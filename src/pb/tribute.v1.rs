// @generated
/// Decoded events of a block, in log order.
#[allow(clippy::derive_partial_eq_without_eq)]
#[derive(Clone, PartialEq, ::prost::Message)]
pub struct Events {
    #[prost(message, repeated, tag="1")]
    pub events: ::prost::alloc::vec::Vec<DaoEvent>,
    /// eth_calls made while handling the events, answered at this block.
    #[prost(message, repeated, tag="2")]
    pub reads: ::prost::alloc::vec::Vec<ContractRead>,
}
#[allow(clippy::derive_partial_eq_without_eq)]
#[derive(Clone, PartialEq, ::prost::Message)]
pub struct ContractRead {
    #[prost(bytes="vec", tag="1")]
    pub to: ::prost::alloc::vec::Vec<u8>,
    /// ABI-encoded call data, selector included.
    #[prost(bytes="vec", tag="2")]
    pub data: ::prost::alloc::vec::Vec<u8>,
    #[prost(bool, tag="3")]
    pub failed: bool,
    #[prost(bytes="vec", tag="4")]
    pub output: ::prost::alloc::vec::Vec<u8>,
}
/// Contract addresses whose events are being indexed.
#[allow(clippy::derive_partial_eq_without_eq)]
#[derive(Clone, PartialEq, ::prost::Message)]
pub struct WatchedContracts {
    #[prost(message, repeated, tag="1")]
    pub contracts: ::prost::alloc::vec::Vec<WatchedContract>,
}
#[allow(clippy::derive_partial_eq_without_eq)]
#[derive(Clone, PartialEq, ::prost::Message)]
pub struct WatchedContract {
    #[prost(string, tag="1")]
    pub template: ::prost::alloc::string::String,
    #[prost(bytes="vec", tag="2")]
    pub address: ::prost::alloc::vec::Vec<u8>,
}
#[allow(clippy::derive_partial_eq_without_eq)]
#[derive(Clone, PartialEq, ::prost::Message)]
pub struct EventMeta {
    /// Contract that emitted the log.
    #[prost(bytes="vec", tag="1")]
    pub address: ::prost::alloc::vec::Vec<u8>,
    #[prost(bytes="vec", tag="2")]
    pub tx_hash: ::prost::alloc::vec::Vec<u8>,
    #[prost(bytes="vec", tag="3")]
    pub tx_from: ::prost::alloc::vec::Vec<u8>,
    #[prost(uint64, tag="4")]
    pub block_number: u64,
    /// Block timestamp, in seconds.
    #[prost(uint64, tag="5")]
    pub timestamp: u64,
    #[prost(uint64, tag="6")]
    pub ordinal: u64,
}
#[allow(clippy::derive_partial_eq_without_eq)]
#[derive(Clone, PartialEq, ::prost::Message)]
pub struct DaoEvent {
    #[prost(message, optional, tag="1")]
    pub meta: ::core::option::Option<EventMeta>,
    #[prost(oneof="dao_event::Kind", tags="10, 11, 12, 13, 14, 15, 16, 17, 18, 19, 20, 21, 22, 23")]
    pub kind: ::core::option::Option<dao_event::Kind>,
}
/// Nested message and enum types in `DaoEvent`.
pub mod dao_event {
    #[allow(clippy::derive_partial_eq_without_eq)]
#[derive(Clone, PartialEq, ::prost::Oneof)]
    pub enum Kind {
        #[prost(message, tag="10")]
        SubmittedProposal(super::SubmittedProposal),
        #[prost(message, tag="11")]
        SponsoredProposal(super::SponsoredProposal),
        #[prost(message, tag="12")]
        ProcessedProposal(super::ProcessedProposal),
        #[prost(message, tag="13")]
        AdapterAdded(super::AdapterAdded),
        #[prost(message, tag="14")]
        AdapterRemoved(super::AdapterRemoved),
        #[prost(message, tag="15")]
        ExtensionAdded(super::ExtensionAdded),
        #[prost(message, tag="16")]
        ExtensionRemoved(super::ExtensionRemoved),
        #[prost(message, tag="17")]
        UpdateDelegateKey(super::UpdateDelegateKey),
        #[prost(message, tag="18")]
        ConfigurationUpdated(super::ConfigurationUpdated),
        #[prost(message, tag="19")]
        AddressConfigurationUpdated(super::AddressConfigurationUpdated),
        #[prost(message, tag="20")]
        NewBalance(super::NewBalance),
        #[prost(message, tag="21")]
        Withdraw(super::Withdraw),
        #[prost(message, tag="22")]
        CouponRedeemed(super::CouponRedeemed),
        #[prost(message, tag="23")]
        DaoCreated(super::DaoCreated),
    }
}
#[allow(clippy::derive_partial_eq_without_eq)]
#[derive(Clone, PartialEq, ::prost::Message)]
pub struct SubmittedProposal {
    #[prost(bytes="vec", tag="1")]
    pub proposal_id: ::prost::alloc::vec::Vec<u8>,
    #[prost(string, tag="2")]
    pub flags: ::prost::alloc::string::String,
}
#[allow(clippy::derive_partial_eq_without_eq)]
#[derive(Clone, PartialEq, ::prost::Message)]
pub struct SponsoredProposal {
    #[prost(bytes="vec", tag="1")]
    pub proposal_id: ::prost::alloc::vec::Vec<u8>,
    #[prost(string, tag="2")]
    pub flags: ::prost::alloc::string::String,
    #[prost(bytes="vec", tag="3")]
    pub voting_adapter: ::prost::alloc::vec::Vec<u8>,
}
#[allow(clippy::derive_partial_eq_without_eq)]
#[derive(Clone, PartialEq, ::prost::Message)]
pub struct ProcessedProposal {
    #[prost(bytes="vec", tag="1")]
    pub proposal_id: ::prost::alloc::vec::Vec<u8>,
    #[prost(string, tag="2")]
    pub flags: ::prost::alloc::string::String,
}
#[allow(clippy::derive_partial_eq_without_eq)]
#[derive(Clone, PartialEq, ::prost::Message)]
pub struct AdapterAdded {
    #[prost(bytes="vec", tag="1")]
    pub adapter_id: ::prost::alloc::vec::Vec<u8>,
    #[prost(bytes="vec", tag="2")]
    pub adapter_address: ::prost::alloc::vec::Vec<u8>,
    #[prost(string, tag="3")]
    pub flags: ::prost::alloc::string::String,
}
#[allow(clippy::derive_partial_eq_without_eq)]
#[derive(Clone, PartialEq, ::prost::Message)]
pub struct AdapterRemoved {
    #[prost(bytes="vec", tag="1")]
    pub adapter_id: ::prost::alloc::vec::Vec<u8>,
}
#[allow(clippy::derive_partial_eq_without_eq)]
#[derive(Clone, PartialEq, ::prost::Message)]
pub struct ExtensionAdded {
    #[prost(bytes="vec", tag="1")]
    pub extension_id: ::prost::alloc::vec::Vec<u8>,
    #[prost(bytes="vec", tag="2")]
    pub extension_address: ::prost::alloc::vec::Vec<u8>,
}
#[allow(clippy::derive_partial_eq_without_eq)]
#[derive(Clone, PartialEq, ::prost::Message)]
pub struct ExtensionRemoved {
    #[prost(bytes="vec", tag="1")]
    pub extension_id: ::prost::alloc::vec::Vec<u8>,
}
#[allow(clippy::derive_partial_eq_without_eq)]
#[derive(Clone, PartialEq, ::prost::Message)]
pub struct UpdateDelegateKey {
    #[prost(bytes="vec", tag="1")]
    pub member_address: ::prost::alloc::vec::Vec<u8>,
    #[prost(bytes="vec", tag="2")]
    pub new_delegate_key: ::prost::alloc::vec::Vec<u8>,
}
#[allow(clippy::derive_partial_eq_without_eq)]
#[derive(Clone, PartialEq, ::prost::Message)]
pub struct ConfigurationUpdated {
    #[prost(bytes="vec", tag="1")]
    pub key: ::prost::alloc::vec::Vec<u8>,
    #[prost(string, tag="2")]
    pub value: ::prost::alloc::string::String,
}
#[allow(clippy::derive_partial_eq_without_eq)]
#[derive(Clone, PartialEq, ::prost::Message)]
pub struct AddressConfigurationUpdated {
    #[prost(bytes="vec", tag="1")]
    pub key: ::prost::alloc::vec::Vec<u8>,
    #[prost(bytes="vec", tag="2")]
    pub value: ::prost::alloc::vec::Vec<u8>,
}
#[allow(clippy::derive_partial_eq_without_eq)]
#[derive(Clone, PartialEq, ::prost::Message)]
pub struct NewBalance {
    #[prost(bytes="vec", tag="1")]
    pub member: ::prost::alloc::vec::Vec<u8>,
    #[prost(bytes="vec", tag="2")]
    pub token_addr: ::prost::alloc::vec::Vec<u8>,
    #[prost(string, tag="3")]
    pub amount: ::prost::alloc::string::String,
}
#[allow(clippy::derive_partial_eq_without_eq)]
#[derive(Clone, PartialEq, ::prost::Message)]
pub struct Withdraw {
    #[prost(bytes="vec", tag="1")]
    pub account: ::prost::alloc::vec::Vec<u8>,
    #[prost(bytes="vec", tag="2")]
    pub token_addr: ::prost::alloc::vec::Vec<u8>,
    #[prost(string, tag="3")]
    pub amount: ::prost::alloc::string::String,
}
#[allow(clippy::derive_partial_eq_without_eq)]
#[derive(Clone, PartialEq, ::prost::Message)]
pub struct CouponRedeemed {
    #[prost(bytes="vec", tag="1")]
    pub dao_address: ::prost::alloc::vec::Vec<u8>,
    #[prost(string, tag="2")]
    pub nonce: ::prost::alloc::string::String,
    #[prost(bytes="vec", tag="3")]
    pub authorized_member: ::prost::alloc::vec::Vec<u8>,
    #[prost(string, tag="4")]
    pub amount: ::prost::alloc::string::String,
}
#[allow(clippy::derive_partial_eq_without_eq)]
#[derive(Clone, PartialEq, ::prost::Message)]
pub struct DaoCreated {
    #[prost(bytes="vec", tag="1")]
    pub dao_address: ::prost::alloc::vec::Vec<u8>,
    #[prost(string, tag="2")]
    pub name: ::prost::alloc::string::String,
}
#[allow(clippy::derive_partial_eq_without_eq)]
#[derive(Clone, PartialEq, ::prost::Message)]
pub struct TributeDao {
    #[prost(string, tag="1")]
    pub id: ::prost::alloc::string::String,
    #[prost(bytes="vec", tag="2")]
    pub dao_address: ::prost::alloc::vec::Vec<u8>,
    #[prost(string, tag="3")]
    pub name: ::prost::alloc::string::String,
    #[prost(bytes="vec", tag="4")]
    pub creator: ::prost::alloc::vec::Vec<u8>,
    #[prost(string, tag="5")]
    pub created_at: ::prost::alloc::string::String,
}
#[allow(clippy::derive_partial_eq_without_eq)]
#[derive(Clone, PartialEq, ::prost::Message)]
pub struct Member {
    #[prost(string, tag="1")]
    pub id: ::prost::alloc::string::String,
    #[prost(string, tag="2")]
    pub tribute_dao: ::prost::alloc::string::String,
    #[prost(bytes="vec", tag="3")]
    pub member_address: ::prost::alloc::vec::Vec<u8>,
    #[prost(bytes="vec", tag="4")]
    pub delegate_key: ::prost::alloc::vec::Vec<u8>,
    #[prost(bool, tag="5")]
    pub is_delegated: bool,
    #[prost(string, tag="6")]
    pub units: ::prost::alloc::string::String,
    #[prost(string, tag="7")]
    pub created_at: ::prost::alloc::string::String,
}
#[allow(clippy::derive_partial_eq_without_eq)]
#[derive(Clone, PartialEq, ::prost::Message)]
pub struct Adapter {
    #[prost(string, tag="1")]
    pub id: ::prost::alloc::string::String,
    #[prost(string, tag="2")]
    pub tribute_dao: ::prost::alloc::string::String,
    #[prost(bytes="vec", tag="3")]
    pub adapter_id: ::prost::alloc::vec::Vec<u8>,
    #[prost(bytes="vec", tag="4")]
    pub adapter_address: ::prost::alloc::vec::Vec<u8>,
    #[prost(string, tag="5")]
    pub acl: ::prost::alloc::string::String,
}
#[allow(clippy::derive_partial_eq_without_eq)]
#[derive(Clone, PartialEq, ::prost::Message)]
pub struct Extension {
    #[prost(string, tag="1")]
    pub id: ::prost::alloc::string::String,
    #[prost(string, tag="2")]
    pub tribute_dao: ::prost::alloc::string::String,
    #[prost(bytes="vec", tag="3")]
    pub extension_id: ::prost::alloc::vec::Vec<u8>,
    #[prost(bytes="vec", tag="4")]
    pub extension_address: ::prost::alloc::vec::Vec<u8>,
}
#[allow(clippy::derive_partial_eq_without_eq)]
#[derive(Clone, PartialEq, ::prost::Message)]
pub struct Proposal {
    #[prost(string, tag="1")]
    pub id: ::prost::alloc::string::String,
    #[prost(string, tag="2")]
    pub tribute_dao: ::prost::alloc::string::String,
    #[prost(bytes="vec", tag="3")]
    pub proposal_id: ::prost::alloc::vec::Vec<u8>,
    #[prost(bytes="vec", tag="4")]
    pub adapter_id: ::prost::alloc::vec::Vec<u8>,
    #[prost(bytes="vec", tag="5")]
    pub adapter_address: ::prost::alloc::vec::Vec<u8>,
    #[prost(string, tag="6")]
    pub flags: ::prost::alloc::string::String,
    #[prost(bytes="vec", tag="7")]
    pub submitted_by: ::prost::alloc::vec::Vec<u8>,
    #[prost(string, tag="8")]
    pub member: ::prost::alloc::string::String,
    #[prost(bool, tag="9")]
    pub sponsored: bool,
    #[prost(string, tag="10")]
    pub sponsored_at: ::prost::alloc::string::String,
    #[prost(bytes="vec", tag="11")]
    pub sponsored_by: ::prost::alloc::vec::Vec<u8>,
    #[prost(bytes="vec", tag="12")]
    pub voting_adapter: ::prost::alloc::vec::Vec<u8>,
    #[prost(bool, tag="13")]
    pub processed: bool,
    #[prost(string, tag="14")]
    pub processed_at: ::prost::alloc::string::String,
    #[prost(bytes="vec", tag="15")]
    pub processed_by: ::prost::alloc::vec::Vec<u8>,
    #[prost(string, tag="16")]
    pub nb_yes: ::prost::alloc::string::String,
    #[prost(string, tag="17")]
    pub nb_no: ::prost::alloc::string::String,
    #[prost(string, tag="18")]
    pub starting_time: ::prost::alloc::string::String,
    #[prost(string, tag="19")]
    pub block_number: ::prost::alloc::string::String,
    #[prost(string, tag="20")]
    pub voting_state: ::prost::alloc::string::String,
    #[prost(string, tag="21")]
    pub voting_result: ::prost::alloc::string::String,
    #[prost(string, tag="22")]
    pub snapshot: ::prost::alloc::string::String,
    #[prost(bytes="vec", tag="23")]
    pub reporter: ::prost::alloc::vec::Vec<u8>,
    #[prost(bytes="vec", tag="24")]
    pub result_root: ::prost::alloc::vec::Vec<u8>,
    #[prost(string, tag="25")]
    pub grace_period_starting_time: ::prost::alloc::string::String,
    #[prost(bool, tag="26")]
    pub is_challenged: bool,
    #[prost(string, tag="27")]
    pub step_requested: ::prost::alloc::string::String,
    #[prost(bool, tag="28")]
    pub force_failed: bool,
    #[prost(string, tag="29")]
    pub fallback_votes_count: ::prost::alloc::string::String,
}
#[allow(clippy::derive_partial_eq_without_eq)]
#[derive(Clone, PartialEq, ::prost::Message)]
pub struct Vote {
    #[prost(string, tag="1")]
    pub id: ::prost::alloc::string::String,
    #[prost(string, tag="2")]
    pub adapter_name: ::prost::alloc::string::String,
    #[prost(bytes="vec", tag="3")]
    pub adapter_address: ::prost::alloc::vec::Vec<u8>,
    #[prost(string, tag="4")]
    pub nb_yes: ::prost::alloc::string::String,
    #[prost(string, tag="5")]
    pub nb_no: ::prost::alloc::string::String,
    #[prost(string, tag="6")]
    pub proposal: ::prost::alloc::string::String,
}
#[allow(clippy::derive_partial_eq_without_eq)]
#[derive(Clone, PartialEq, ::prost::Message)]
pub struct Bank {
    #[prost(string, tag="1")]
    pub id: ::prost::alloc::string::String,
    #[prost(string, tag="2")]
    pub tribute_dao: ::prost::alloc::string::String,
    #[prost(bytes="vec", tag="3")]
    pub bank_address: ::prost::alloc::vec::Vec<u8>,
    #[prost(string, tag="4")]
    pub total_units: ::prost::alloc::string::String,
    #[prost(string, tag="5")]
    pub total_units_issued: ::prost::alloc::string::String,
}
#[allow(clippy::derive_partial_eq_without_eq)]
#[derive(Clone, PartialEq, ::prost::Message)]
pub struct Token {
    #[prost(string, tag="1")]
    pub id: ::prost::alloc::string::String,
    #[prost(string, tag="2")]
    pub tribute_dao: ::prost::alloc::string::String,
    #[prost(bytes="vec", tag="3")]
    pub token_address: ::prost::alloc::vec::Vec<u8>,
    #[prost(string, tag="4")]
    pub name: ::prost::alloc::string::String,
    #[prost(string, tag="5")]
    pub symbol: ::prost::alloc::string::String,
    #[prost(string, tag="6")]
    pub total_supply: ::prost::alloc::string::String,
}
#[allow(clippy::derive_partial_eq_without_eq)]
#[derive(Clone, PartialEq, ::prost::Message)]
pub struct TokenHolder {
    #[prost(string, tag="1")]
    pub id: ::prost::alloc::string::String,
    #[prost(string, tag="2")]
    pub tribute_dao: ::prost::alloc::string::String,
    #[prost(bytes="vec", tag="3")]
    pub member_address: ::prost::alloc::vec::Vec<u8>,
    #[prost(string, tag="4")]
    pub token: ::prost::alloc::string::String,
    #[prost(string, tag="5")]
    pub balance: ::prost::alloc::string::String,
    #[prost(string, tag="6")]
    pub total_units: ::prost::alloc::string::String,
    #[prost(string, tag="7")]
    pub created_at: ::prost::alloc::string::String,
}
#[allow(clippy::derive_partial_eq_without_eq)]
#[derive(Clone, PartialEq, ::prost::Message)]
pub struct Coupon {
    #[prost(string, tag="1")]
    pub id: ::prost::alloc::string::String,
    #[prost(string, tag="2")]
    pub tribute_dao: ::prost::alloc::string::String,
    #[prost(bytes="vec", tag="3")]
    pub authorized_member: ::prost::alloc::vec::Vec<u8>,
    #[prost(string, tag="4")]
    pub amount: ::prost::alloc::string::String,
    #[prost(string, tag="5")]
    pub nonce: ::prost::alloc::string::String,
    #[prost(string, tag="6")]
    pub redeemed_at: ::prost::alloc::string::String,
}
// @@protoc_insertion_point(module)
************
→ Work order: Find every line in the records above that contains the word "ContractRead", and copy each one.

→ Answer for the task:
    pub reads: ::prost::alloc::vec::Vec<ContractRead>,
pub struct ContractRead {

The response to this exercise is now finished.